The "age of Dinosaurs"

Those PRI leaders who stayed within the circle of power acquired the derogative nickname of "dinosaurs". Fidel Velázquez was the longest-lived of them all and one of the most conservative as well.

Velázquez and the CTM opposed every major movement that ran against the status quo prevalent in the country: in 1968 he verbally attacked the student demonstrators who supported Cuba and demanded democratic reforms in Mexico, calling them radicals inspired by foreign doctrines. The government went further, killing three hundred students in the Tlatelolco massacre that same year. Velázquez openly supported the suppression of this movement.

In 1972 the CTM expelled the Sindicato de Trabajadores Electricistas de la República Mexicana (STERM), a union of electrical workers that had demanded union democracy and taken a more militant stance toward employers. When the union did not collapse after pressure from the CTM, the government merged it with another union to form the new Sindicato ''Único'' de Trabajadores Electricistas de la República Mexicana (SUTERM). Velázquez intervened in SUTERM's internal affairs to drive out the former leaders of STERM, after which employers blacklisted them and their supporters.

Even then, those workers persisted by organizing rallies of more than 100,000 electrical workers and their supporters and calling a strike against the Federal Electrical Commission (CFE) on July 16, 1976. The strike was ended by army units and hired thugs who occupied the CFE plants; the army interned hundreds of strikers in San Luis Potosí, San Luis Potosí, while thugs beat workers and forced them to sign letters supporting the charro leadership of the SUTERM.

Velázquez was the first to demand that Cuauhtémoc Cárdenas, who organized the Democratic Current within the PRI in 1987, be expelled from the PRI for his campaign for democratization and challenging the entrenched leadership. Velázquez called Cárdenas a violent radical and suggested that he was a communist. Velázquez was also one of the first to condemn the Ejército Zapatista de Liberación Nacional (EZLN) when it started an armed rebellion in Chiapas in 1994.

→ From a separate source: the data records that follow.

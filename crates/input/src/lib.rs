//! Terminal input module (engine-facing).
//!
//! This crate is independent of the game rules. It maps `crossterm` key events
//! into [`crate::types::GameAction`] and exposes an [`InputSource`] that the
//! control loop drains once per frame. A scripted source replays canned input
//! for tests.

pub mod map;
pub mod source;

pub use tui_2048_types as types;

pub use map::{handle_key_event, should_quit};
pub use source::{CrosstermInput, InputSource, ScriptedInput};
//! Tracing setup.
//!
//! Stdout belongs to the terminal UI, so logs only go to a file and only
//! when one is configured.

use std::fs::OpenOptions;
use std::path::PathBuf;
use std::sync::Mutex;

use anyhow::{anyhow, Context, Result};
use tracing_subscriber::EnvFilter;

use crate::config::Config;

/// Install the global subscriber. Returns the log path when logging is on.
pub fn init(config: &Config) -> Result<Option<PathBuf>> {
    let Some(path) = config.log_file.clone() else {
        return Ok(None);
    };

    let filter = EnvFilter::try_new(&config.log_filter)
        .with_context(|| format!("invalid log filter {:?}", config.log_filter))?;
    let file = OpenOptions::new()
        .create(true)
        .append(true)
        .open(&path)
        .with_context(|| format!("cannot open log file {}", path.display()))?;

    tracing_subscriber::fmt()
        .with_env_filter(filter)
        .with_writer(Mutex::new(file))
        .with_ansi(false)
        .with_target(true)
        .try_init()
        .map_err(|err| anyhow!(err))?;

    Ok(Some(path))
}
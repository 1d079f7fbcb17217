//! Framebuffer and style types for terminal rendering.

/// 24-bit RGB color.
#[derive(Debug, Clone, Copy, PartialEq, Eq, Default)]
pub struct Rgb {
    pub r: u8,
    pub g: u8,
    pub b: u8,
}

impl Rgb {
    pub const fn new(r: u8, g: u8, b: u8) -> Self {
        Self { r, g, b }
    }
}

/// Minimal per-cell styling.
#[derive(Debug, Clone, Copy, PartialEq, Eq)]
pub struct CellStyle {
    pub fg: Rgb,
    pub bg: Rgb,
    pub bold: bool,
    pub dim: bool,
}

impl CellStyle {
    pub const fn new(fg: Rgb, bg: Rgb) -> Self {
        Self {
            fg,
            bg,
            bold: false,
            dim: false,
        }
    }

    pub const fn bold(self) -> Self {
        Self { bold: true, ..self }
    }

    pub const fn dim(self) -> Self {
        Self { dim: true, ..self }
    }

    pub fn cell(self, ch: char) -> Cell {
        Cell { ch, style: self }
    }
}

impl Default for CellStyle {
    fn default() -> Self {
        Self::new(Rgb::new(220, 220, 220), Rgb::new(0, 0, 0))
    }
}

/// A single terminal cell.
#[derive(Debug, Clone, Copy, PartialEq, Eq)]
pub struct Cell {
    pub ch: char,
    pub style: CellStyle,
}

impl Default for Cell {
    fn default() -> Self {
        CellStyle::default().cell(' ')
    }
}

/// 2D framebuffer of styled character cells.
///
/// Writes outside the buffer are clipped silently.
#[derive(Debug, Clone, PartialEq, Eq)]
pub struct FrameBuffer {
    width: u16,
    height: u16,
    cells: Vec<Cell>,
}

impl FrameBuffer {
    pub fn new(width: u16, height: u16) -> Self {
        Self {
            width,
            height,
            cells: vec![Cell::default(); width as usize * height as usize],
        }
    }

    pub fn width(&self) -> u16 {
        self.width
    }

    pub fn height(&self) -> u16 {
        self.height
    }

    /// Resize, keeping the allocation when it is large enough.
    pub fn resize(&mut self, width: u16, height: u16) {
        if self.width == width && self.height == height {
            return;
        }
        self.width = width;
        self.height = height;
        self.cells
            .resize(width as usize * height as usize, Cell::default());
    }

    #[inline(always)]
    fn idx(&self, x: u16, y: u16) -> Option<usize> {
        (x < self.width && y < self.height)
            .then(|| y as usize * self.width as usize + x as usize)
    }

    pub fn get(&self, x: u16, y: u16) -> Option<Cell> {
        self.idx(x, y).map(|i| self.cells[i])
    }

    pub fn set(&mut self, x: u16, y: u16, cell: Cell) {
        if let Some(i) = self.idx(x, y) {
            self.cells[i] = cell;
        }
    }

    pub fn clear(&mut self, cell: Cell) {
        self.cells.fill(cell);
    }

    pub fn put_char(&mut self, x: u16, y: u16, ch: char, style: CellStyle) {
        self.set(x, y, style.cell(ch));
    }

    pub fn put_str(&mut self, x: u16, y: u16, s: &str, style: CellStyle) {
        for (i, ch) in s.chars().enumerate() {
            let cx = x as usize + i;
            if cx >= self.width as usize {
                break;
            }
            self.put_char(cx as u16, y, ch, style);
        }
    }

    /// Write `s` centered inside the span `[x, x + w)`.
    pub fn put_str_centered(&mut self, x: u16, w: u16, y: u16, s: &str, style: CellStyle) {
        let len = s.chars().count() as u16;
        let start = x.saturating_add(w.saturating_sub(len) / 2);
        self.put_str(start, y, s, style);
    }

    /// Write a decimal number without allocating.
    pub fn put_u32(&mut self, x: u16, y: u16, value: u32, style: CellStyle) {
        let mut digits = [0u8; 10];
        let mut n = value;
        let mut len = 0usize;
        loop {
            digits[len] = b'0' + (n % 10) as u8;
            len += 1;
            n /= 10;
            if n == 0 {
                break;
            }
        }
        for i in 0..len {
            let ch = digits[len - 1 - i] as char;
            self.put_char(x.saturating_add(i as u16), y, ch, style);
        }
    }

    pub fn fill_rect(&mut self, x: u16, y: u16, w: u16, h: u16, ch: char, style: CellStyle) {
        for dy in 0..h {
            for dx in 0..w {
                self.put_char(x.saturating_add(dx), y.saturating_add(dy), ch, style);
            }
        }
    }

    /// Characters of row `y` as a string (for tests and debugging).
    pub fn row_text(&self, y: u16) -> String {
        (0..self.width)
            .filter_map(|x| self.get(x, y))
            .map(|c| c.ch)
            .collect()
    }

    /// Whole buffer as newline-separated text.
    pub fn text(&self) -> String {
        let mut out = String::with_capacity((self.width as usize + 1) * self.height as usize);
        for y in 0..self.height {
            out.push_str(&self.row_text(y));
            out.push('\n');
        }
        out
    }
}
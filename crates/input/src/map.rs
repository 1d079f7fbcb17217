//! Key mapping from terminal events to game actions.

use crate::types::{Direction, GameAction};
use crossterm::event::{KeyCode, KeyEvent, KeyModifiers};

/// Map keyboard input to game actions.
pub fn handle_key_event(key: KeyEvent) -> Option<GameAction> {
    if should_quit(key) {
        return Some(GameAction::Quit);
    }

    match key.code {
        // Movement
        KeyCode::Left | KeyCode::Char('h') | KeyCode::Char('H') | KeyCode::Char('a') | KeyCode::Char('A') => {
            Some(GameAction::Move(Direction::Left))
        }
        KeyCode::Right | KeyCode::Char('l') | KeyCode::Char('L') | KeyCode::Char('d') | KeyCode::Char('D') => {
            Some(GameAction::Move(Direction::Right))
        }
        KeyCode::Up | KeyCode::Char('k') | KeyCode::Char('K') | KeyCode::Char('w') | KeyCode::Char('W') => {
            Some(GameAction::Move(Direction::Up))
        }
        KeyCode::Down | KeyCode::Char('j') | KeyCode::Char('J') | KeyCode::Char('s') | KeyCode::Char('S') => {
            Some(GameAction::Move(Direction::Down))
        }

        // Screens
        KeyCode::Enter | KeyCode::Char(' ') => Some(GameAction::Confirm),
        KeyCode::Char('i') | KeyCode::Char('I') => Some(GameAction::ToggleInstructions),
        KeyCode::Char('t') | KeyCode::Char('T') => Some(GameAction::ToggleAnimations),

        // Reset
        KeyCode::Char('r') | KeyCode::Char('R') => Some(GameAction::Reset),

        _ => None,
    }
}

/// Check if key should quit the game.
pub fn should_quit(key: KeyEvent) -> bool {
    matches!(key.code, KeyCode::Char('q') | KeyCode::Char('Q') | KeyCode::Esc)
        || (key.code == KeyCode::Char('c') && key.modifiers.contains(KeyModifiers::CONTROL))
}

#[cfg(test)]
mod tests {
    use super::*;
    use crossterm::event::{KeyCode, KeyEvent, KeyModifiers};

    fn key(code: KeyCode) -> Option<GameAction> {
        handle_key_event(KeyEvent::from(code))
    }

    #[test]
    fn test_movement_keys() {
        assert_eq!(key(KeyCode::Left), Some(GameAction::Move(Direction::Left)));
        assert_eq!(key(KeyCode::Right), Some(GameAction::Move(Direction::Right)));
        assert_eq!(key(KeyCode::Up), Some(GameAction::Move(Direction::Up)));
        assert_eq!(key(KeyCode::Down), Some(GameAction::Move(Direction::Down)));

        assert_eq!(key(KeyCode::Char('a')), Some(GameAction::Move(Direction::Left)));
        assert_eq!(key(KeyCode::Char('D')), Some(GameAction::Move(Direction::Right)));
        assert_eq!(key(KeyCode::Char('k')), Some(GameAction::Move(Direction::Up)));
        assert_eq!(key(KeyCode::Char('J')), Some(GameAction::Move(Direction::Down)));
    }

    #[test]
    fn test_screen_keys() {
        assert_eq!(key(KeyCode::Enter), Some(GameAction::Confirm));
        assert_eq!(key(KeyCode::Char(' ')), Some(GameAction::Confirm));
        assert_eq!(key(KeyCode::Char('i')), Some(GameAction::ToggleInstructions));
        assert_eq!(key(KeyCode::Char('T')), Some(GameAction::ToggleAnimations));
        assert_eq!(key(KeyCode::Char('r')), Some(GameAction::Reset));
        assert_eq!(key(KeyCode::Char('x')), None);
    }

    #[test]
    fn test_quit_keys() {
        assert!(should_quit(KeyEvent::from(KeyCode::Char('q'))));
        assert!(should_quit(KeyEvent::from(KeyCode::Esc)));
        assert!(should_quit(KeyEvent::new(
            KeyCode::Char('c'),
            KeyModifiers::CONTROL
        )));
        assert!(!should_quit(KeyEvent::from(KeyCode::Char('c'))));
        assert_eq!(key(KeyCode::Char('Q')), Some(GameAction::Quit));
    }
}
//! Sound cues and background music.
//!
//! The game only ever talks to an [`AudioSink`]. Sinks are fire-and-forget:
//! playback failures are logged and never reach the caller.

use std::io::{self, Write};

use tracing::warn;

pub use tui_2048_types as types;

use types::Cue;

#[cfg(feature = "rodio")]
mod synth;

#[cfg(feature = "rodio")]
pub use synth::RodioAudio;

/// Output for sound cues and the looping background track.
pub trait AudioSink {
    fn play(&mut self, cue: Cue);
    fn start_music(&mut self);
    fn stop_music(&mut self);
}

impl<A: AudioSink + ?Sized> AudioSink for Box<A> {
    fn play(&mut self, cue: Cue) {
        (**self).play(cue)
    }

    fn start_music(&mut self) {
        (**self).start_music()
    }

    fn stop_music(&mut self) {
        (**self).stop_music()
    }
}

/// Muted output.
#[derive(Debug, Default, Clone, Copy)]
pub struct NullAudio;

impl AudioSink for NullAudio {
    fn play(&mut self, _cue: Cue) {}
    fn start_music(&mut self) {}
    fn stop_music(&mut self) {}
}

/// Rings the terminal bell when a game ends. No music.
pub struct BellAudio<W: Write = io::Stdout> {
    out: W,
}

impl BellAudio {
    pub fn new() -> Self {
        Self::with_writer(io::stdout())
    }
}

impl Default for BellAudio {
    fn default() -> Self {
        Self::new()
    }
}

impl<W: Write> BellAudio<W> {
    pub fn with_writer(out: W) -> Self {
        Self { out }
    }

    pub fn into_inner(self) -> W {
        self.out
    }
}

impl<W: Write> AudioSink for BellAudio<W> {
    fn play(&mut self, cue: Cue) {
        if cue != Cue::GameOver {
            return;
        }
        if let Err(err) = self.out.write_all(b"\x07").and_then(|_| self.out.flush()) {
            warn!(%err, "terminal bell failed");
        }
    }

    fn start_music(&mut self) {}
    fn stop_music(&mut self) {}
}

/// Remembers every cue and the music state.
#[derive(Debug, Default, Clone)]
pub struct RecordingAudio {
    cues: Vec<Cue>,
    music_playing: bool,
    music_starts: usize,
}

impl RecordingAudio {
    pub fn new() -> Self {
        Self::default()
    }

    pub fn cues(&self) -> &[Cue] {
        &self.cues
    }

    pub fn music_playing(&self) -> bool {
        self.music_playing
    }

    pub fn music_starts(&self) -> usize {
        self.music_starts
    }
}

impl AudioSink for RecordingAudio {
    fn play(&mut self, cue: Cue) {
        self.cues.push(cue);
    }

    fn start_music(&mut self) {
        if !self.music_playing {
            self.music_starts += 1;
        }
        self.music_playing = true;
    }

    fn stop_music(&mut self) {
        self.music_playing = false;
    }
}
#[cfg(test)]
mod tests {
    use super::*;
    use crate::board::Grid;

    fn board(rows: Grid) -> Board {
        Board::from_rows(rows).unwrap()
    }

    fn playing(rows: Grid) -> GameState {
        let mut state = GameState::new(12345);
        let cues = state.start_with_board(board(rows), 0);
        assert!(cues.is_empty());
        state
    }

    #[test]
    fn test_new_game_state() {
        let state = GameState::new(12345);
        assert_eq!(state.phase, Phase::Home);
        assert_eq!(state.score, 0);
        assert_eq!(state.moves, 0);
        assert!(state.animations_enabled);
        assert!(state.animation.is_none());
        assert!(!state.quit);
        assert_eq!(state.board, Board::new());
    }

    #[test]
    fn test_confirm_on_home_starts_game() {
        let mut state = GameState::new(12345);
        let cues = state.apply_action(GameAction::Confirm, 500);
        assert_eq!(cues.as_slice(), &[Cue::Start]);
        assert_eq!(state.phase, Phase::Playing);
        assert_eq!(state.board.tile_count(), INITIAL_TILES);
        assert_eq!(state.started_ms, 500);
        assert_eq!(state.elapsed_ms(1500), 1000);
    }

    #[test]
    fn test_instructions_round_trip() {
        let mut state = GameState::new(1);
        assert!(state
            .apply_action(GameAction::ToggleInstructions, 0)
            .is_empty());
        assert_eq!(state.phase, Phase::Instructions);

        // Directional input does nothing outside Playing.
        state.apply_action(GameAction::Move(Direction::Left), 0);
        assert_eq!(state.phase, Phase::Instructions);

        state.apply_action(GameAction::Confirm, 0);
        assert_eq!(state.phase, Phase::Home);
    }

    #[test]
    fn test_move_commits_spawn_score_and_animation() {
        let mut state = playing([[2, 2, 0, 0], [0; 4], [0; 4], [0; 4]]);
        let cues = state.apply_action(GameAction::Move(Direction::Left), 10);

        assert_eq!(cues.as_slice(), &[Cue::Move]);
        assert_eq!(state.score, 4);
        assert_eq!(state.moves, 1);
        assert_eq!(state.board.get(Pos::new(0, 0)), Some(4));
        assert_eq!(state.board.tile_count(), 2);

        let anim = state.animation.as_ref().unwrap();
        assert_eq!(anim.started_ms(), 10);
        assert_eq!(anim.displacements().len(), 1);
    }

    #[test]
    fn test_noop_move_is_silent() {
        let mut state = playing([[2, 4, 0, 0], [0; 4], [0; 4], [0; 4]]);
        let before = state.board;
        let cues = state.apply_action(GameAction::Move(Direction::Left), 10);

        assert!(cues.is_empty());
        assert_eq!(state.board, before);
        assert_eq!(state.score, 0);
        assert_eq!(state.moves, 0);
        assert!(state.animation.is_none());
    }

    #[test]
    fn test_move_dropped_while_animating() {
        let mut state = playing([[2, 2, 0, 0], [0; 4], [0; 4], [0; 4]]);
        state.apply_action(GameAction::Move(Direction::Left), 0);
        let after_first = state.board;

        assert!(state.animation_in_flight(50));
        let cues = state.apply_action(GameAction::Move(Direction::Right), 50);
        assert!(cues.is_empty());
        assert_eq!(state.board, after_first);

        // After the animation ends, input is accepted again.
        state.update(DEFAULT_ANIMATION_MS as u64);
        assert!(state.animation.is_none());
    }

    #[test]
    fn test_animations_disabled_still_commits() {
        let mut state = GameState::with_settings(GameSettings {
            seed: 5,
            animations_enabled: false,
            ..GameSettings::default()
        });
        state.start_with_board(board([[2, 2, 0, 0], [0; 4], [0; 4], [0; 4]]), 0);

        let cues = state.apply_action(GameAction::Move(Direction::Left), 0);
        assert_eq!(cues.as_slice(), &[Cue::Move]);
        assert_eq!(state.score, 4);
        assert!(state.animation.is_none());
        assert!(!state.animation_in_flight(0));
    }

    #[test]
    fn test_toggle_animations_clears_in_flight() {
        let mut state = playing([[2, 2, 0, 0], [0; 4], [0; 4], [0; 4]]);
        state.apply_action(GameAction::Move(Direction::Left), 0);
        assert!(state.animation.is_some());

        state.apply_action(GameAction::ToggleAnimations, 1);
        assert!(!state.animations_enabled);
        assert!(state.animation.is_none());
        assert_eq!(state.score, 4);

        state.apply_action(GameAction::ToggleAnimations, 2);
        assert!(state.animations_enabled);
    }

    #[test]
    fn test_winning_tile_ends_game() {
        let mut state = playing([[1024, 1024, 0, 0], [0; 4], [0; 4], [0; 4]]);
        let cues = state.apply_action(GameAction::Move(Direction::Left), 40);

        assert_eq!(cues.as_slice(), &[Cue::Move, Cue::GameOver]);
        assert_eq!(state.phase, Phase::GameOver);
        assert_eq!(state.score, 2048);
        assert_eq!(state.elapsed_ms(10_000), 40);
    }

    #[test]
    fn test_full_board_ends_game() {
        // One free cell; the slide moves it to the end of row 0 and the spawn fills it.
        let rows = [[0, 2, 4, 8], [4, 8, 16, 32], [8, 16, 32, 64], [16, 32, 64, 128]];
        let mut state = playing(rows);
        let cues = state.apply_action(GameAction::Move(Direction::Left), 0);

        assert!(is_board_full(&state.board));
        assert_eq!(cues.as_slice(), &[Cue::Move, Cue::GameOver]);
        assert_eq!(state.phase, Phase::GameOver);
    }

    #[test]
    fn test_start_with_full_board_is_game_over() {
        let mut state = GameState::new(1);
        let full = board([[2, 4, 2, 4], [4, 2, 4, 2], [2, 4, 2, 4], [4, 2, 4, 2]]);
        let cues = state.start_with_board(full, 0);
        assert_eq!(cues.as_slice(), &[Cue::GameOver]);
        assert_eq!(state.phase, Phase::GameOver);

        for dir in Direction::ALL {
            assert!(state.apply_action(GameAction::Move(dir), 1).is_empty());
        }
        assert_eq!(state.board, full);
    }

    #[test]
    fn test_game_over_confirm_returns_home() {
        let mut state = GameState::new(1);
        state.start_with_board(Board::new().with_tile(Pos::new(0, 0), 2048), 0);
        assert_eq!(state.phase, Phase::GameOver);

        let cues = state.apply_action(GameAction::Confirm, 10);
        assert_eq!(cues.as_slice(), &[Cue::Start]);
        assert_eq!(state.phase, Phase::Home);
    }

    #[test]
    fn test_reset_returns_home_and_next_game_is_fresh() {
        let mut state = playing([[2, 2, 0, 0], [0; 4], [0; 4], [0; 4]]);
        state.apply_action(GameAction::Move(Direction::Left), 0);
        assert_eq!(state.score, 4);

        state.apply_action(GameAction::Reset, 500);
        assert_eq!(state.phase, Phase::Home);
        assert!(state.animation.is_none());

        state.apply_action(GameAction::Confirm, 600);
        assert_eq!(state.phase, Phase::Playing);
        assert_eq!(state.score, 0);
        assert_eq!(state.moves, 0);
        assert_eq!(state.best_score, 4);
        assert_eq!(state.board.tile_count(), INITIAL_TILES);
    }

    #[test]
    fn test_reset_ignored_outside_playing() {
        let mut state = GameState::new(1);
        state.apply_action(GameAction::Reset, 0);
        assert_eq!(state.phase, Phase::Home);
    }

    #[test]
    fn test_quit_from_any_phase() {
        let mut state = GameState::new(1);
        state.apply_action(GameAction::Quit, 0);
        assert!(state.quit_requested());

        let mut state = playing([[2, 0, 0, 0], [0; 4], [0; 4], [0; 4]]);
        state.apply_action(GameAction::Quit, 0);
        assert!(state.quit_requested());
        assert_eq!(state.phase, Phase::Playing);
    }

    #[test]
    fn test_snapshot_reflects_animation_progress() {
        let mut state = playing([[2, 2, 0, 0], [0; 4], [0; 4], [0; 4]]);
        state.apply_action(GameAction::Move(Direction::Left), 0);

        let snap = state.snapshot(60);
        assert_eq!(snap.phase, Phase::Playing);
        assert_eq!(snap.score, 4);
        assert_eq!(snap.board[0][0], 4);
        let anim = snap.animation.as_ref().unwrap();
        assert!((anim.progress - 0.5).abs() < 1e-6);
        assert!(snap.is_animating());
        assert!(snap.hides(Pos::new(0, 0)));
        assert_eq!(snap.anchor_value(Pos::new(0, 0)), Some(2));

        let done = state.snapshot(10_000);
        assert!(!done.is_animating());
        assert!(!done.hides(Pos::new(0, 0)));
    }

    #[test]
    fn test_huge_merges_saturate_score() {
        let half = crate::board::MAX_TILE / 2;
        let mut state = GameState::with_settings(GameSettings {
            win_tile: u32::MAX,
            ..GameSettings::default()
        });
        state.start_with_board(board([[half; 4], [half; 4], [0; 4], [0; 4]]), 0);
        assert_eq!(state.phase, Phase::Playing);

        state.apply_action(GameAction::Move(Direction::Left), 0);
        assert_eq!(state.score, u32::MAX);
        assert_eq!(state.best_score, u32::MAX);
        assert!(state.board.is_well_formed());
    }

    #[test]
    fn test_animation_duration_is_capped() {
        let state = GameState::with_settings(GameSettings {
            animation_ms: 60_000,
            ..GameSettings::default()
        });
        assert_eq!(state.animation_ms, MAX_ANIMATION_MS);
    }
}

Velázquez was also a faithful supporter of the technocrat current within the PRI, which sought to dismantle the nationalist economic policies of the Mexican Revolution in order to open México to foreign investment. Velázquez supported technocrat Presidents Miguel de la Madrid, Carlos Salinas de Gortari, and Ernesto Zedillo Ponce de Leon as they privatized state-owned enterprises (formerly a bastion of power for the CTM) as part of the structural adjustment plans imposed by the International Monetary Fund. During those years the minimum wage in real terms fell by nearly 70 percent. Velázquez also supported passage of the North American Free Trade Agreement in 1993 after initially denouncing it as a disaster for workers of all three countries.

Even so, Velázquez's power within the PRI slipped in the 1990s as his own health declined. While in the past every President of Mexico consulted Velázquez before picking his successor, Velázquez was not consulted in the selection of Luis Donaldo Colosio as the PRI's presidential candidate in 1994. Even after Colosio's assassination Velázquez was only told that Ernesto Zedillo was the new Presidential candidate a few minutes before the formal announcement.

Velázquez called off the traditional May Day rallies in 1995, threatening those who disobeyed with fines or expulsion, in order to avoid the possibility of embarrassing displays of opposition to the CTM and the PRI. Instead of a May Day march in 1996 a group set up a mock funeral for Velázquez in retaliation.

The real funeral, attended by the entire Mexican political elite, came a year later in 1997. President Zedillo said in his eulogy that "Don Fidel knew how to reconcile the special interests of workers with the greater interest of the nation."

Velázquez's interim successor, Blas Chumacero, died three weeks after Velázquez, aged 92. He was succeeded in turn by Leonardo Rodríguez Alcaine, aged 76.